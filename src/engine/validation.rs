use crate::domain::card::{Card, CardFace, CardKind, Color};
use crate::domain::Game;
use crate::engine::errors::GameError;

/// Можно ли положить `new_card` на `top`.
///
/// Первый ход (сброс пуст): можно всё. Дальше: дикая карта, совпадение
/// цвета, совпадение значения у обычных, совпадение "+N" у draw,
/// совпадение типа у skip/reverse/wild.
pub fn is_legal_move(top: Option<&Card>, new_card: &Card) -> bool {
    let Some(top) = top else {
        return true;
    };

    if new_card.color() == Color::Wild || new_card.color() == top.color() {
        return true;
    }

    match (top.face, new_card.face) {
        (CardFace::Normal { value: a, .. }, CardFace::Normal { value: b, .. }) => a == b,
        (CardFace::Draw { amount: a, .. }, CardFace::Draw { amount: b, .. }) => a == b,
        _ => {
            top.kind() == new_card.kind()
                && matches!(top.kind(), CardKind::Skip | CardKind::Reverse | CardKind::Wild)
        }
    }
}

/// Проверка хода целиком: очередь, карта в руке, легальность, выбор цвета.
pub fn validate_play(
    game: &Game,
    player: &str,
    card: &Card,
    chosen_color: Option<Color>,
) -> Result<(), GameError> {
    let current = game.current_player.as_deref().ok_or(GameError::NotStarted)?;
    if current != player {
        return Err(GameError::OutOfTurn {
            player: player.to_string(),
            current_player: current.to_string(),
        });
    }

    let invalid = || GameError::InvalidCard {
        hand: game.player(player).map(|p| p.hand.clone()).unwrap_or_default(),
        card: *card,
        pile: game.pile.clone(),
    };

    let holder = game.player(player).ok_or_else(invalid)?;
    if !holder.holds(card) {
        return Err(invalid());
    }

    if !is_legal_move(game.top_card(), card) {
        return Err(invalid());
    }

    // Дикой карте нужен выбранный (не wild) цвет.
    if card.color() == Color::Wild && !matches!(chosen_color, Some(c) if c != Color::Wild) {
        return Err(invalid());
    }

    Ok(())
}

....

→ **Assignment**
Copy here each line of the preceding records with "цвета" in it.

→ **Response to this task**
/// цвета, совпадение значения у обычных, совпадение "+N" у draw,
/// Проверка хода целиком: очередь, карта в руке, легальность, выбор цвета.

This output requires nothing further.